▸ Goal of the exercise: Look below for the line that has "hasher.update(normalized.as_bytes());". Set down the lines from there through the line that has "partial answer is", exactly as written.

▸ Information shown:
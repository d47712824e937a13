use serde::{Deserialize, Serialize};
use sha2::{Digest, Sha256};
use std::fmt;

use crate::text::normalize;

/// Stable handle of a record, assigned in input order at ingestion.
#[derive(Debug, Clone, Copy, PartialEq, Eq, PartialOrd, Ord, Hash, Serialize, Deserialize)]
#[serde(transparent)]
pub struct RecordId(u64);

impl RecordId {
    pub fn new(value: u64) -> Self {
        RecordId(value)
    }

    pub fn get(self) -> u64 {
        self.0
    }
}

impl fmt::Display for RecordId {
    fn fmt(&self, f: &mut fmt::Formatter<'_>) -> fmt::Result {
        write!(f, "{}", self.0)
    }
}

/// Digest of a record's normalized text. Used only for exact-duplicate detection.
#[derive(Debug, Clone, PartialEq, Eq, Hash, Serialize, Deserialize)]
#[serde(transparent)]
pub struct ContentHash(String);

impl ContentHash {
    /// Hash the normalized form of `text`.
    pub fn of_text(text: &str) -> Self {
        Self::of_normalized(&normalize(text))
    }

    /// Hash a string that is already in normalized form.
    pub fn of_normalized(normalized: &str) -> Self {
        let mut hasher = Sha256::new();
        hasher.update(normalized.as_bytes());

        let hash = hasher.finalize();
        let hex = hex::encode(hash);

        ContentHash(format!("sha256:{hex}"))
    }

    pub fn as_str(&self) -> &str {
        &self.0
    }
}
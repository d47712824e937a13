use std::collections::HashMap;

use serde::Deserialize;

use super::{EmbeddingError, EmbeddingProvider};
use crate::text::normalize;

#[derive(Debug, Deserialize)]
struct TableEntry {
    text: String,
    embedding: Vec<f32>,
}

/// Precomputed vectors keyed by normalized text.
///
/// Answers only when every requested text is present; a partial answer is
/// reported as `Unavailable`.
#[derive(Debug, Clone, Default)]
pub struct EmbeddingTable {
    vectors: HashMap<String, Vec<f32>>,
}

impl EmbeddingTable {
    pub fn new() -> Self {
        Self::default()
    }

    /// Parse `[{"text": ..., "embedding": [...]}, ...]`.
    pub fn from_json(json: &str) -> Result<Self, serde_json::Error> {
        let entries: Vec<TableEntry> = serde_json::from_str(json)?;
        Ok(entries
            .into_iter()
            .map(|e| (e.text, e.embedding))
            .collect())
    }

    pub fn insert(&mut self, text: &str, embedding: Vec<f32>) {
        self.vectors.insert(normalize(text), embedding);
    }

    pub fn len(&self) -> usize {
        self.vectors.len()
    }

    pub fn is_empty(&self) -> bool {
        self.vectors.is_empty()
    }
}

impl<S: AsRef<str>> FromIterator<(S, Vec<f32>)> for EmbeddingTable {
    fn from_iter<I: IntoIterator<Item = (S, Vec<f32>)>>(iter: I) -> Self {
        let mut table = EmbeddingTable::new();
        for (text, embedding) in iter {
            table.insert(text.as_ref(), embedding);
        }
        table
    }
}

impl EmbeddingProvider for EmbeddingTable {
    fn embed(&self, texts: &[String]) -> Result<Vec<Vec<f32>>, EmbeddingError> {
        let mut out = Vec::with_capacity(texts.len());
        let mut missing = 0usize;
        for text in texts {
            match self.vectors.get(text) {
                Some(v) => out.push(v.clone()),
                None => missing += 1,
            }
        }
        if missing > 0 {
            return Err(EmbeddingError::Unavailable(format!(
                "no embedding for {missing} of {} texts",
                texts.len()
            )));
        }
        Ok(out)
    }
}
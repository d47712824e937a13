use serde::{Deserialize, Serialize};
use thiserror::Error;

#[derive(Debug, Error, PartialEq)]
pub enum ConfigError {
    #[error("{name} must be within [0, 1], got {value}")]
    ThresholdOutOfRange { name: &'static str, value: f64 },
    #[error("Block size must be at least 1")]
    InvalidBlockSize,
    #[error("N-gram width must be at least 1")]
    InvalidNgramSize,
}

// Unknown keys are rejected: these six options are the whole surface.
#[derive(Debug, Clone, PartialEq, Serialize, Deserialize)]
#[serde(default, deny_unknown_fields)]
pub struct DedupConfig {
    /// Minimum n-gram Jaccard score for a lexical duplicate.
    pub lexical_threshold: f64,
    /// Minimum cosine similarity for a semantic duplicate.
    pub semantic_threshold: f64,
    /// Character n-gram width.
    pub ngram_size: usize,
    /// Rows per block in the semantic similarity matrix.
    pub block_size: usize,
    /// Lexical pre-filter: shorter/longer text length.
    pub min_length_ratio: f64,
    /// Lexical pre-filter: shared words over the smaller word set.
    pub min_word_overlap: f64,
}

impl Default for DedupConfig {
    fn default() -> Self {
        Self {
            lexical_threshold: 0.75,
            semantic_threshold: 0.92,
            ngram_size: 3,
            block_size: 1000,
            min_length_ratio: 0.5,
            min_word_overlap: 0.4,
        }
    }
}

impl DedupConfig {
    /// Reject any configuration that would make a pass silently wrong.
    pub fn validate(&self) -> Result<(), ConfigError> {
        let ratios = [
            ("lexical_threshold", self.lexical_threshold),
            ("semantic_threshold", self.semantic_threshold),
            ("min_length_ratio", self.min_length_ratio),
            ("min_word_overlap", self.min_word_overlap),
        ];
        for (name, value) in ratios {
            // NaN fails the range check too
            if !(0.0..=1.0).contains(&value) {
                return Err(ConfigError::ThresholdOutOfRange { name, value });
            }
        }
        if self.block_size == 0 {
            return Err(ConfigError::InvalidBlockSize);
        }
        if self.ngram_size == 0 {
            return Err(ConfigError::InvalidNgramSize);
        }
        Ok(())
    }
}
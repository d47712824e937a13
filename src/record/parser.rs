use std::path::Path;

use serde_json::Value;
use tracing::warn;

use super::metadata::Metadata;
use super::record::{RawRecord, RecordError};

/// Category given to records that carry none and have no caller default.
pub const DEFAULT_CATEGORY: &str = "general";

const TEXT_KEYS: [&str; 5] = ["text", "fact", "content", "description", "title"];
const CATEGORY_KEYS: [&str; 2] = ["category", "topic"];
const LIST_KEYS: [&str; 3] = ["facts", "data", "results"];
const SOURCE_URL_KEYS: [&str; 3] = ["source_url", "url", "source"];

/// Where a document came from and what to fill in for records that omit a category.
#[derive(Debug, Clone, Copy, Default)]
pub struct ParseOptions<'a> {
    /// Recorded as `source_file` metadata on every parsed record. Its file stem
    /// is the category fallback when `default_category` is unset.
    pub source_file: Option<&'a str>,
    pub default_category: Option<&'a str>,
}

impl<'a> ParseOptions<'a> {
    pub fn from_file(source_file: &'a str) -> Self {
        ParseOptions {
            source_file: Some(source_file),
            default_category: None,
        }
    }

    pub fn with_default_category(mut self, category: Option<&'a str>) -> Self {
        self.default_category = category;
        self
    }

    /// `default_category`, else the source file stem, else [`DEFAULT_CATEGORY`].
    pub fn fallback_category(&self) -> &'a str {
        self.default_category
            .or_else(|| {
                self.source_file
                    .and_then(|file| Path::new(file).file_stem())
                    .and_then(|stem| stem.to_str())
                    .filter(|stem| !stem.is_empty())
            })
            .unwrap_or(DEFAULT_CATEGORY)
    }
}

/// Records recovered from a document, plus the items that had to be skipped.
#[derive(Debug, Default)]
pub struct ParsedRecords {
    pub records: Vec<RawRecord>,
    /// One `MalformedRecord` per skipped item, indexed by position in the document's list.
    pub rejected: Vec<RecordError>,
}

/// Extract raw records from a loosely structured JSON document.
///
/// Accepted shapes:
/// - a list of items
/// - an object holding the list under `facts`, `data` or `results`
/// - a single object item
///
/// An item is a bare string or an object. Text is the first non-empty string
/// among `text`, `fact`, `content`, `description`, `title`. Other scalar fields
/// land in metadata; the first of `source_url`, `url`, `source` is also
/// recorded as `source_url`.
///
/// Items without usable text are skipped and listed in `rejected`; the rest of
/// the document still parses. Only a document of the wrong shape is an error.
pub fn parse_records(
    document: &Value,
    options: ParseOptions<'_>,
) -> Result<ParsedRecords, RecordError> {
    let fallback = options.fallback_category();

    let items: Vec<&Value> = match document {
        Value::Array(items) => items.iter().collect(),
        Value::Object(map) => match LIST_KEYS.iter().find_map(|k| map.get(*k)) {
            Some(Value::Array(items)) => items.iter().collect(),
            _ => vec![document],
        },
        _ => {
            return Err(RecordError::MalformedRecord {
                index: 0,
                reason: "document is neither a list nor an object".into(),
            })
        }
    };

    let mut parsed = ParsedRecords::default();
    for (index, item) in items.into_iter().enumerate() {
        match parse_item(index, item, fallback) {
            Ok(mut raw) => {
                if let Some(file) = options.source_file {
                    if raw.metadata.get("source_file").is_none() {
                        raw.metadata.insert("source_file", file);
                    }
                }
                parsed.records.push(raw);
            }
            Err(err) => parsed.rejected.push(err),
        }
    }

    if !parsed.rejected.is_empty() {
        warn!(
            skipped = parsed.rejected.len(),
            kept = parsed.records.len(),
            source = options.source_file.unwrap_or("<document>"),
            "skipped items without usable text"
        );
    }

    Ok(parsed)
}

fn parse_item(index: usize, item: &Value, fallback: &str) -> Result<RawRecord, RecordError> {
    let map = match item {
        Value::String(text) if !text.trim().is_empty() => {
            return Ok(RawRecord::new(text.clone(), fallback))
        }
        Value::String(_) => {
            return Err(RecordError::MalformedRecord {
                index,
                reason: "blank text".into(),
            })
        }
        Value::Object(map) => map,
        _ => {
            return Err(RecordError::MalformedRecord {
                index,
                reason: "item is neither a string nor an object".into(),
            })
        }
    };

    let (text_key, text) = TEXT_KEYS
        .iter()
        .find_map(|k| match map.get(*k) {
            Some(Value::String(s)) if !s.trim().is_empty() => Some((*k, s.clone())),
            _ => None,
        })
        .ok_or_else(|| RecordError::MalformedRecord {
            index,
            reason: "no non-empty text field".into(),
        })?;

    let (category_key, category) = CATEGORY_KEYS
        .iter()
        .find_map(|k| match map.get(*k) {
            Some(Value::String(s)) if !s.is_empty() => Some((Some(*k), s.clone())),
            _ => None,
        })
        .unwrap_or((None, fallback.to_string()));

    let mut metadata = Metadata::new();
    for (key, value) in map {
        if key == text_key || Some(key.as_str()) == category_key {
            continue;
        }
        if let Some(scalar) = scalar_to_string(value) {
            metadata.insert(key.clone(), scalar);
        }
    }
    if metadata.get("source_url").is_none() {
        if let Some(url) = SOURCE_URL_KEYS
            .iter()
            .find_map(|k| map.get(*k).and_then(Value::as_str))
        {
            metadata.insert("source_url", url);
        }
    }

    Ok(RawRecord {
        text,
        category,
        metadata,
    })
}

fn scalar_to_string(value: &Value) -> Option<String> {
    match value {
        Value::String(s) => Some(s.clone()),
        Value::Number(n) => Some(n.to_string()),
        Value::Bool(b) => Some(b.to_string()),
        _ => None,
    }
}
use std::collections::BTreeMap;

use serde::{Deserialize, Serialize};

use crate::record::Record;

/// Surviving records, grouped by category label in sorted order.
///
/// Order within a category is significant and must be kept by consumers.
#[derive(Debug, Clone, PartialEq, Default, Serialize, Deserialize)]
#[serde(transparent)]
pub struct Corpus {
    records: Vec<Record>,
}

impl Corpus {
    /// Wrap records that are already in corpus order.
    pub fn new(records: Vec<Record>) -> Self {
        Self { records }
    }

    pub fn records(&self) -> &[Record] {
        &self.records
    }

    pub fn into_records(self) -> Vec<Record> {
        self.records
    }

    pub fn len(&self) -> usize {
        self.records.len()
    }

    pub fn is_empty(&self) -> bool {
        self.records.is_empty()
    }

    /// Contiguous runs of records sharing a category.
    pub fn groups(&self) -> Vec<(&str, &[Record])> {
        let mut groups = Vec::new();
        let mut start = 0;
        for end in 1..=self.records.len() {
            if end == self.records.len() || self.records[end].category != self.records[start].category {
                groups.push((self.records[start].category.as_str(), &self.records[start..end]));
                start = end;
            }
        }
        groups
    }

    pub fn category_counts(&self) -> BTreeMap<String, usize> {
        let mut counts = BTreeMap::new();
        for record in &self.records {
            *counts.entry(record.category.clone()).or_insert(0) += 1;
        }
        counts
    }
}
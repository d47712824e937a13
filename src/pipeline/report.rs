use std::collections::BTreeMap;

use chrono::{DateTime, Utc};
use serde::{Deserialize, Serialize};

use crate::config::DedupConfig;
use crate::types::removal::DedupMethod;

/// Summary of one pass.
#[derive(Debug, Clone, PartialEq, Serialize, Deserialize)]
pub struct PipelineReport {
    pub created_at: DateTime<Utc>, // informational only
    pub config: DedupConfig,
    pub input_records: usize,
    pub exact_removed: usize,
    /// The similarity stage that actually ran.
    pub similarity_method: DedupMethod,
    pub similarity_removed: usize,
    pub output_records: usize,
    /// Set when an embedding provider was configured but could not be used.
    pub fallback_reason: Option<String>,
    pub categories: BTreeMap<String, usize>,
}
use fact_dedup::record::{
    ingest, parse_records, ParseOptions, RawRecord, RecordError, DEFAULT_CATEGORY,
};
use serde_json::json;

#[test]
fn ids_follow_input_order() {
    let records = ingest(vec![
        RawRecord::new("first", "a"),
        RawRecord::new("second", "b"),
        RawRecord::new("third", "a"),
    ])
    .unwrap();
    let ids: Vec<u64> = records.iter().map(|r| r.id.get()).collect();
    assert_eq!(ids, vec![0, 1, 2]);
}

#[test]
fn invariant_empty_text_rejected() {
    let result = ingest(vec![RawRecord::new("ok", "a"), RawRecord::new("", "a")]);
    match result {
        Err(RecordError::MalformedRecord { index, .. }) => assert_eq!(index, 1),
        other => panic!("expected MalformedRecord, got {other:?}"),
    }
}

#[test]
fn text_len_counts_chars() {
    let records = ingest(vec![RawRecord::new("naïve café", "a")]).unwrap();
    assert_eq!(records[0].text_len(), 10);
}

#[test]
fn parse_list_of_objects() {
    let doc = json!([
        {"text": "Honey never spoils.", "category": "food", "source_url": "https://example.org/honey", "year": 2020},
        {"fact": "Owls cannot move their eyes.", "topic": "animals", "url": "https://example.org/owls"},
        {"title": "Gold does not rust."}
    ]);

    let raw = parse_records(&doc, ParseOptions::default()).unwrap().records;

    assert_eq!(raw.len(), 3);
    assert_eq!(raw[0].text, "Honey never spoils.");
    assert_eq!(raw[0].category, "food");
    assert_eq!(raw[0].metadata.get("source_url"), Some("https://example.org/honey"));
    assert_eq!(raw[0].metadata.get("year"), Some("2020"));
    assert_eq!(raw[0].metadata.get("text"), None);

    assert_eq!(raw[1].text, "Owls cannot move their eyes.");
    assert_eq!(raw[1].category, "animals");
    assert_eq!(raw[1].metadata.get("source_url"), Some("https://example.org/owls"));

    assert_eq!(raw[2].category, DEFAULT_CATEGORY);
}

#[test]
fn parse_wrapped_list_of_strings_with_default_category() {
    let doc = json!({"facts": ["Mars has two moons.", "Venus spins backwards."]});

    let options = ParseOptions::default().with_default_category(Some("space"));
    let raw = parse_records(&doc, options).unwrap().records;

    assert_eq!(raw.len(), 2);
    assert!(raw.iter().all(|r| r.category == "space"));
    assert!(raw[0].metadata.is_empty());
}

#[test]
fn parse_prefers_text_over_other_fields() {
    let doc = json!([{"description": "long form", "text": "short form", "content": ""}]);
    let raw = parse_records(&doc, ParseOptions::default()).unwrap().records;
    assert_eq!(raw[0].text, "short form");
    assert_eq!(raw[0].metadata.get("description"), Some("long form"));
}

#[test]
fn parse_skips_items_without_text_and_keeps_the_rest() {
    let doc = json!([
        {"text": "Honey never spoils.", "category": "food"},
        {"url": "https://example.org/orphan"},
        17,
        {"text": "   "},
        "Owls cannot move their eyes.",
        " \t "
    ]);
    let options = ParseOptions::default().with_default_category(Some("biology"));

    let parsed = parse_records(&doc, options).unwrap();

    let texts: Vec<&str> = parsed.records.iter().map(|r| r.text.as_str()).collect();
    assert_eq!(texts, vec!["Honey never spoils.", "Owls cannot move their eyes."]);
    assert_eq!(parsed.records[1].category, "biology");

    let rejected: Vec<usize> = parsed
        .rejected
        .iter()
        .map(|err| match err {
            RecordError::MalformedRecord { index, .. } => *index,
        })
        .collect();
    assert_eq!(rejected, vec![1, 2, 3, 5]);

    // skipped items never reach ingestion
    let records = ingest(parsed.records).unwrap();
    assert_eq!(records.len(), 2);
}

#[test]
fn parse_rejects_documents_of_the_wrong_shape() {
    assert!(matches!(
        parse_records(&json!(42), ParseOptions::default()),
        Err(RecordError::MalformedRecord { index: 0, .. })
    ));
    assert!(parse_records(&json!("just a string"), ParseOptions::default()).is_err());

    let parsed = parse_records(&json!([17]), ParseOptions::default()).unwrap();
    assert!(parsed.records.is_empty());
    assert_eq!(parsed.rejected.len(), 1);
}

#[test]
fn parse_from_file_records_source_and_uses_stem_as_category() {
    let doc = json!({"data": [
        {"text": "Lightning strikes Earth about 100 times a second."},
        {"text": "A day on Venus is longer than its year.", "topic": "space"},
        {"text": "Bananas are berries.", "source_file": "curated.json"}
    ]});

    let raw = parse_records(&doc, ParseOptions::from_file("weather.json"))
        .unwrap()
        .records;

    assert_eq!(raw[0].category, "weather");
    assert_eq!(raw[0].metadata.get("source_file"), Some("weather.json"));
    assert_eq!(raw[1].category, "space");
    assert_eq!(raw[1].metadata.get("source_file"), Some("weather.json"));
    assert_eq!(raw[2].metadata.get("source_file"), Some("curated.json"));
}

#[test]
fn explicit_default_category_beats_file_stem() {
    let doc = json!(["Mars has two moons."]);
    let options =
        ParseOptions::from_file("scraped/space_facts.json").with_default_category(Some("space"));
    assert_eq!(options.fallback_category(), "space");

    let raw = parse_records(&doc, options).unwrap().records;
    assert_eq!(raw[0].category, "space");
    assert_eq!(raw[0].metadata.get("source_file"), Some("scraped/space_facts.json"));

    assert_eq!(
        ParseOptions::from_file("space_facts.json").fallback_category(),
        "space_facts"
    );
    assert_eq!(ParseOptions::default().fallback_category(), DEFAULT_CATEGORY);
}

▸ Solution to this exercise:
        hasher.update(normalized.as_bytes());

        let hash = hasher.finalize();
        let hex = hex::encode(hash);

        ContentHash(format!("sha256:{hex}"))
    }

    pub fn as_str(&self) -> &str {
        &self.0
    }
}
repository d47712824e937a13
use std::collections::HashMap;

use serde::Deserialize;

use super::{EmbeddingError, EmbeddingProvider};
use crate::text::normalize;

#[derive(Debug, Deserialize)]
struct TableEntry {
    text: String,
    embedding: Vec<f32>,
}

/// Precomputed vectors keyed by normalized text.
///
/// Answers only when every requested text is present; a partial answer is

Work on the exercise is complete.